For a full breakdown of how both classes work, see our guide to Class 2 and Class 4 NI explained.
Why Class 2 Is Such Good Value
The maths is simple and compelling.
The full new state pension in 2025/26 is £221.20 per week. To qualify for the full amount, you need 35 qualifying years on your National Insurance record. Each qualifying year is therefore worth roughly £6.32 per week, or £328.64 per year.
One year of Class 2 contributions costs £179.40. One year of state pension gained is worth £328.64 per year for every year of your retirement.
That means you recoup your entire Class 2 investment in just over six months of drawing your pension. If you're retired for 20 years, that single year of Class 2 payments returns over £6,500. The return on investment is extraordinary.
Compare that to Class 3 voluntary contributions, which cost £17.75 per week (£922 per year) for the same pension benefit. Or compare it to private pension contributions, which — while valuable in their own right — can't match this kind of guaranteed, inflation-linked return.
Who Pays Class 2 NI?
Class 2 NI applies to self-employed people — sole traders and partners in business partnerships. You're liable to pay it if your self-employed profits are above the Small Profits Threshold, which is £6,845 in 2025/26.
Here's where it gets interesting:
- Profits above £6,845: You pay Class 2 automatically (it's included in your Self Assessment calculation)
- Profits between £0 and £6,845: You don't have to pay Class 2, but you can choose to pay it voluntarily
- Losses or no trading income: You can still choose to pay Class 2 voluntarily
If your profits are below the Small Profits Threshold and you don't actively choose to pay Class 2, that year won't count as a qualifying year for your state pension (unless you have qualifying NI contributions from employment or receive NI credits for another reason).
This is the trap that catches many part-time self-employed people and those in the early stages of building a business. Your profits are low, you're not required to pay Class 2, so you don't — and a gap appears on your NI record.
The Small Profits Threshold Explained
The Small Profits Threshold (SPT) is the level of self-employed profits below which Class 2 NI becomes voluntary rather than compulsory. At £6,845 for 2025/26, it catches more people than you might think.
Consider these scenarios:
- A freelance designer who's just starting out and earns £5,000 in their first year
- A sole trader who has a quiet year due to illness or caring responsibilities
- Someone with a side hustle alongside employment, where the self-employment income is modest
In all these cases, profits sit below the SPT. Without action, no Class 2 is paid, and a potential gap opens up.

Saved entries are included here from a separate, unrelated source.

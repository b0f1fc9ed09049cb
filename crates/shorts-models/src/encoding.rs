//! Video encoding configuration.

use schemars::JsonSchema;
use serde::{Deserialize, Serialize};

/// Default hardware encoder (NVENC H.264)
pub const DEFAULT_HARDWARE_CODEC: &str = "h264_nvenc";
/// Default software encoder
pub const DEFAULT_SOFTWARE_CODEC: &str = "libx264";
/// Default hardware decode acceleration
pub const DEFAULT_HWACCEL: &str = "cuda";
/// Default NVENC preset
pub const DEFAULT_HARDWARE_PRESET: &str = "p4";
/// Default x264 preset
pub const DEFAULT_SOFTWARE_PRESET: &str = "medium";
/// Default quality (QP for NVENC, CRF for x264)
pub const DEFAULT_QUALITY: u8 = 23;
/// Default audio codec
pub const DEFAULT_AUDIO_CODEC: &str = "aac";
/// Default audio bitrate
pub const DEFAULT_AUDIO_BITRATE: &str = "192k";
/// Output pixel format
pub const DEFAULT_PIXEL_FORMAT: &str = "yuv420p";

/// Which encoder family the process is currently using.
#[derive(Debug, Clone, Copy, PartialEq, Eq, Hash, Serialize, Deserialize, JsonSchema)]
#[serde(rename_all = "snake_case")]
pub enum EncoderChoice {
    HardwareAccelerated,
    SoftwareFallback,
}

impl EncoderChoice {
    pub fn is_hardware(&self) -> bool {
        matches!(self, EncoderChoice::HardwareAccelerated)
    }
}

impl std::fmt::Display for EncoderChoice {
    fn fmt(&self, f: &mut std::fmt::Formatter<'_>) -> std::fmt::Result {
        match self {
            EncoderChoice::HardwareAccelerated => write!(f, "hardware"),
            EncoderChoice::SoftwareFallback => write!(f, "software"),
        }
    }
}

/// Video encoding configuration for both encoder families.
#[derive(Debug, Clone, Serialize, Deserialize, JsonSchema)]
pub struct EncodingConfig {
    /// Hardware codec name (e.g., "h264_nvenc")
    #[serde(default = "default_hardware_codec")]
    pub hardware_codec: String,

    /// Software codec name (e.g., "libx264")
    #[serde(default = "default_software_codec")]
    pub software_codec: String,

    /// Input `-hwaccel` value used with the hardware codec
    #[serde(default = "default_hwaccel")]
    pub hwaccel: String,

    /// Preset for the hardware codec
    #[serde(default = "default_hardware_preset")]
    pub hardware_preset: String,

    /// Preset for the software codec
    #[serde(default = "default_software_preset")]
    pub software_preset: String,

    /// Constant QP (hardware) / CRF (software), lower is better
    #[serde(default = "default_quality")]
    pub quality: u8,

    /// Pixel format
    #[serde(default = "default_pixel_format")]
    pub pixel_format: String,

    /// Audio codec
    #[serde(default = "default_audio_codec")]
    pub audio_codec: String,

    /// Audio bitrate
    #[serde(default = "default_audio_bitrate")]
    pub audio_bitrate: String,
}

fn default_hardware_codec() -> String {
    DEFAULT_HARDWARE_CODEC.to_string()
}
fn default_software_codec() -> String {
    DEFAULT_SOFTWARE_CODEC.to_string()
}
fn default_hwaccel() -> String {
    DEFAULT_HWACCEL.to_string()
}
fn default_hardware_preset() -> String {
    DEFAULT_HARDWARE_PRESET.to_string()
}
fn default_software_preset() -> String {
    DEFAULT_SOFTWARE_PRESET.to_string()
}
fn default_quality() -> u8 {
    DEFAULT_QUALITY
}
fn default_pixel_format() -> String {
    DEFAULT_PIXEL_FORMAT.to_string()
}
fn default_audio_codec() -> String {
    DEFAULT_AUDIO_CODEC.to_string()
}
fn default_audio_bitrate() -> String {
    DEFAULT_AUDIO_BITRATE.to_string()
}

impl Default for EncodingConfig {
    fn default() -> Self {
        Self {
            hardware_codec: default_hardware_codec(),
            software_codec: default_software_codec(),
            hwaccel: default_hwaccel(),
            hardware_preset: default_hardware_preset(),
            software_preset: default_software_preset(),
            quality: DEFAULT_QUALITY,
            pixel_format: default_pixel_format(),
            audio_codec: default_audio_codec(),
            audio_bitrate: default_audio_bitrate(),
        }
    }
}

impl EncodingConfig {
    pub fn new() -> Self {
        Self::default()
    }

    /// Returns a new config with updated quality.
    pub fn with_quality(mut self, quality: u8) -> Self {
        self.quality = quality;
        self
    }

    /// Codec name for an encoder choice.
    pub fn codec(&self, choice: EncoderChoice) -> &str {
        match choice {
            EncoderChoice::HardwareAccelerated => &self.hardware_codec,
            EncoderChoice::SoftwareFallback => &self.software_codec,
        }
    }

    /// Arguments placed before `-i` for an encoder choice.
    pub fn input_args(&self, choice: EncoderChoice) -> Vec<String> {
        match choice {
            EncoderChoice::HardwareAccelerated if !self.hwaccel.is_empty() => {
                vec!["-hwaccel".to_string(), self.hwaccel.clone()]
            }
            _ => Vec::new(),
        }
    }

    /// Video encoder output arguments (codec, preset, rate control, pixel format).
    pub fn video_args(&self, choice: EncoderChoice) -> Vec<String> {
        let mut args = vec!["-c:v".to_string(), self.codec(choice).to_string()];

        // NVENC has no CRF; constant QP is the closest equivalent
        match choice {
            EncoderChoice::HardwareAccelerated => args.extend([
                "-preset".to_string(),
                self.hardware_preset.clone(),
                "-rc".to_string(),
                "constqp".to_string(),
                "-qp".to_string(),
                self.quality.to_string(),
                "-b:v".to_string(),
                "0".to_string(),
            ]),
            EncoderChoice::SoftwareFallback => args.extend([
                "-preset".to_string(),
                self.software_preset.clone(),
                "-crf".to_string(),
                self.quality.to_string(),
            ]),
        }

        args.extend(["-pix_fmt".to_string(), self.pixel_format.clone()]);
        args
    }

    /// Audio encoder output arguments.
    pub fn audio_args(&self) -> Vec<String> {
        vec![
            "-c:a".to_string(),
            self.audio_codec.clone(),
            "-b:a".to_string(),
            self.audio_bitrate.clone(),
        ]
    }
}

The solution is straightforward: opt in to voluntary Class 2 contributions through your Self Assessment tax return. When you file your return, there's a section that asks whether you want to pay Class 2 voluntarily. Tick the box. At £3.45 a week, it's a no-brainer.
What If You're Employed and Self-Employed?
If you have a job and run a business on the side, your NI situation is a bit more complex. Your employment income will already be generating qualifying years through Class 1 NI (assuming you earn above the Lower Earnings Limit of £6,396 in 2025/26).
In this case, you might not need Class 2 contributions for pension purposes — your employment is already doing that work. But there are a few things to consider:
- You'll still pay Class 4 NI on your self-employed profits above £12,570
- If your employment income is low or sporadic, Class 2 from self-employment could be a useful safety net
- There are annual maximum contribution rules that prevent you from paying excessive NI across both employment and self-employment
Our guide to National Insurance when you're employed and self-employed covers the interactions in detail.
Class 2 and Your Benefits Entitlement
Class 2 NI doesn't just protect your state pension. It also maintains your eligibility for certain contributory benefits:
- Employment and Support Allowance (ESA) — the contribution-based version requires recent Class 1 or Class 2 NI payments
- Maternity Allowance — self-employed women need to have paid Class 2 NI for at least 13 of the 66 weeks before their due date to qualify
- Bereavement benefits — eligibility depends on the deceased partner's NI record
Maternity Allowance is particularly important. In 2025/26, it pays up to £184.03 per week for up to 39 weeks — that's over £7,000. Losing entitlement because you didn't pay £3.45 a week in Class 2 would be a costly oversight.
How Class 2 Appears on Your Tax Return
When you complete your Self Assessment tax return (whether that's on paper, through HMRC's online system, or through software like Accounted), Class 2 NI is calculated separately from your income tax and Class 4 NI.
If your profits are above the Small Profits Threshold, Class 2 is added to your bill automatically. If your profits are below the threshold, you'll see an option to pay voluntarily. Either way, it's collected as part of your 31 January (or 31 July) payment.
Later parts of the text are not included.